[DATA LISTING]

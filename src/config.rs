//! Configuration using Figment.
//!
//! Settings are layered, lowest precedence first:
//! 1. built-in defaults ([`Settings::default`])
//! 2. a TOML file: an explicit path must exist, the default
//!    [`DEFAULT_CONFIG_FILE`] is skipped when absent
//! 3. environment variables prefixed with `SWEEPDAQ_`
//! 4. explicit overrides (the command line), merged by the caller
//!
//! # Environment Variable Overrides
//!
//! Nested keys are separated by a double underscore:
//!
//! ```text
//! SWEEPDAQ_APPLICATION__LOG_LEVEL=debug
//! SWEEPDAQ_ACQUISITION__INTERVAL_SECS=30
//! SWEEPDAQ_STORAGE__OUTPUT_DIR=/var/lib/sweeps
//! ```
//!
//! # Example
//!
//! ```no_run
//! use sweep_daq::config::Settings;
//!
//! let settings = Settings::load(Some("sweep_daq.toml"))?;
//! println!("Polling every {}s", settings.acquisition.interval_secs);
//! # Ok::<(), sweep_daq::error::DaqError>(())
//! ```

use crate::error::{AppResult, DaqError};
use figment::{
    providers::{Env, Format, Serialized, Toml},
    Figment,
};
use serde::{Deserialize, Serialize};
use std::path::{Path, PathBuf};
use std::time::Duration;

/// Configuration file read when none is given explicitly; skipped if absent.
pub const DEFAULT_CONFIG_FILE: &str = "sweep_daq.toml";

/// Prefix for environment variable overrides.
pub const ENV_PREFIX: &str = "SWEEPDAQ_";

/// Top-level configuration.
#[derive(Debug, Clone, Default, PartialEq, Serialize, Deserialize)]
#[serde(default)]
pub struct Settings {
    /// Application settings
    pub application: ApplicationConfig,
    /// Analyzer connection and SCPI command set
    pub instrument: InstrumentConfig,
    /// Output locations
    pub storage: StorageConfig,
    /// Poll cadence and queue timing
    pub acquisition: AcquisitionConfig,
}

/// Application-level configuration
#[derive(Debug, Clone, PartialEq, Serialize, Deserialize)]
#[serde(default)]
pub struct ApplicationConfig {
    /// Logging level (trace, debug, info, warn, error)
    pub log_level: String,
}

impl Default for ApplicationConfig {
    fn default() -> Self {
        Self {
            log_level: "info".to_string(),
        }
    }
}

/// Which [`Instrument`](crate::core::Instrument) implementation to open.
#[derive(Debug, Clone, Copy, PartialEq, Eq, Serialize, Deserialize)]
#[serde(rename_all = "lowercase")]
pub enum InstrumentKind {
    /// A VISA resource speaking SCPI
    Visa,
    /// The synthetic analyzer
    Mock,
}

/// Analyzer configuration.
#[derive(Debug, Clone, PartialEq, Serialize, Deserialize)]
#[serde(default)]
pub struct InstrumentConfig {
    /// Instrument backend
    pub kind: InstrumentKind,
    /// VISA resource string
    pub resource: String,
    /// VISA I/O timeout in milliseconds; must cover a full sweep
    pub timeout_ms: u64,
    /// Arms a single sweep
    pub trigger_command: String,
    /// Blocks until the pending sweep completes
    pub complete_query: String,
    /// Returns the formatted trace (magnitudes)
    pub data_query: String,
    /// Returns the stimulus axis (frequencies)
    pub x_values_query: String,
}

impl Default for InstrumentConfig {
    fn default() -> Self {
        Self {
            kind: InstrumentKind::Visa,
            resource: "TCPIP0::Vega::hislip_PXI0_CHASSIS1_SLOT1_INDEX0::INSTR".to_string(),
            timeout_ms: 10_000,
            trigger_command: "SENS1:SWE:MODE SING".to_string(),
            complete_query: "*OPC?".to_string(),
            data_query: "CALC1:MEAS1:DATA:FDATA?".to_string(),
            x_values_query: "CALC1:MEAS1:X:VAL?".to_string(),
        }
    }
}

impl InstrumentConfig {
    /// VISA I/O timeout as a `Duration`.
    pub fn timeout(&self) -> Duration {
        Duration::from_millis(self.timeout_ms)
    }
}

/// Storage configuration
#[derive(Debug, Clone, PartialEq, Serialize, Deserialize)]
#[serde(default)]
pub struct StorageConfig {
    /// Directory for raw sweep records and the summary log
    pub output_dir: PathBuf,
    /// File name of the summary log inside `output_dir`
    pub summary_file: String,
}

impl Default for StorageConfig {
    fn default() -> Self {
        Self {
            output_dir: PathBuf::from("data"),
            summary_file: "summary.csv".to_string(),
        }
    }
}

impl StorageConfig {
    /// Full path of the summary log.
    pub fn summary_path(&self) -> PathBuf {
        self.output_dir.join(&self.summary_file)
    }
}

/// Acquisition timing
#[derive(Debug, Clone, PartialEq, Serialize, Deserialize)]
#[serde(default)]
pub struct AcquisitionConfig {
    /// Seconds to wait after each poll, successful or not
    pub interval_secs: u64,
    /// Upper bound on a single recorder dequeue wait, in milliseconds
    pub dequeue_timeout_ms: u64,
}

impl Default for AcquisitionConfig {
    fn default() -> Self {
        Self {
            interval_secs: 1,
            dequeue_timeout_ms: 1000,
        }
    }
}

impl AcquisitionConfig {
    /// Poll interval as a `Duration`.
    pub fn interval(&self) -> Duration {
        Duration::from_secs(self.interval_secs)
    }

    /// Recorder dequeue timeout as a `Duration`.
    pub fn dequeue_timeout(&self) -> Duration {
        Duration::from_millis(self.dequeue_timeout_ms)
    }
}

impl Settings {
    /// Base figment: defaults, then the TOML file, then the environment.
    ///
    /// `Some(path)` names a file that must exist. `None` reads
    /// [`DEFAULT_CONFIG_FILE`] if it is present. Callers with extra overrides
    /// (the CLI) merge them on top before extracting.
    pub fn figment(path: Option<&Path>) -> AppResult<Figment> {
        let file = match path {
            Some(path) if !path.is_file() => {
                return Err(DaqError::Configuration(format!(
                    "configuration file {} not found",
                    path.display()
                )));
            }
            Some(path) => path,
            None => Path::new(DEFAULT_CONFIG_FILE),
        };
        Ok(Figment::from(Serialized::defaults(Settings::default()))
            .merge(Toml::file(file))
            .merge(Env::prefixed(ENV_PREFIX).split("__")))
    }

    /// Loads and validates settings from defaults, `path` and the environment.
    pub fn load<P: AsRef<Path>>(path: Option<P>) -> AppResult<Self> {
        let figment = Self::figment(path.as_ref().map(AsRef::as_ref))?;
        Self::from_figment(&figment)
    }

    /// Extracts and validates settings from an already assembled figment.
    pub fn from_figment(figment: &Figment) -> AppResult<Self> {
        let settings: Self = figment.extract()?;
        settings.validate()?;
        Ok(settings)
    }

    /// Validate configuration after loading.
    ///
    /// Checks:
    /// - Log level is valid (trace, debug, info, warn, error)
    /// - A VISA instrument has a resource string and non-empty SCPI commands
    /// - Timeouts and the poll interval are non-zero
    /// - The summary file name is non-empty
    pub fn validate(&self) -> AppResult<()> {
        let valid_levels = ["trace", "debug", "info", "warn", "error"];
        if !valid_levels.contains(&self.application.log_level.as_str()) {
            return Err(DaqError::Configuration(format!(
                "Invalid log_level '{}'. Must be one of: {}",
                self.application.log_level,
                valid_levels.join(", ")
            )));
        }

        if self.instrument.kind == InstrumentKind::Visa {
            if self.instrument.resource.trim().is_empty() {
                return Err(DaqError::Configuration(
                    "instrument.resource cannot be empty for a VISA instrument".to_string(),
                ));
            }
            let commands = [
                ("trigger_command", &self.instrument.trigger_command),
                ("complete_query", &self.instrument.complete_query),
                ("data_query", &self.instrument.data_query),
                ("x_values_query", &self.instrument.x_values_query),
            ];
            for (key, command) in commands {
                if command.trim().is_empty() {
                    return Err(DaqError::Configuration(format!(
                        "instrument.{key} cannot be empty"
                    )));
                }
            }
            if self.instrument.timeout_ms == 0 {
                return Err(DaqError::Configuration(
                    "instrument.timeout_ms must be greater than zero".to_string(),
                ));
            }
        }

        if self.acquisition.interval_secs == 0 {
            return Err(DaqError::Configuration(
                "acquisition.interval_secs must be greater than zero".to_string(),
            ));
        }
        if self.acquisition.dequeue_timeout_ms == 0 {
            return Err(DaqError::Configuration(
                "acquisition.dequeue_timeout_ms must be greater than zero".to_string(),
            ));
        }

        if self.storage.summary_file.trim().is_empty() {
            return Err(DaqError::Configuration(
                "storage.summary_file cannot be empty".to_string(),
            ));
        }

        Ok(())
    }
}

[/DATA LISTING]

→ **TASK DIRECTIONS**
Set down verbatim only the lines between the start of the data above and the line with "skipped when absent", both boundaries included.

→ **RESULT OF THIS EXERCISE**
filename src/config.rs
//! Configuration using Figment.
//!
//! Settings are layered, lowest precedence first:
//! 1. built-in defaults ([`Settings::default`])
//! 2. a TOML file: an explicit path must exist, the default
//!    [`DEFAULT_CONFIG_FILE`] is skipped when absent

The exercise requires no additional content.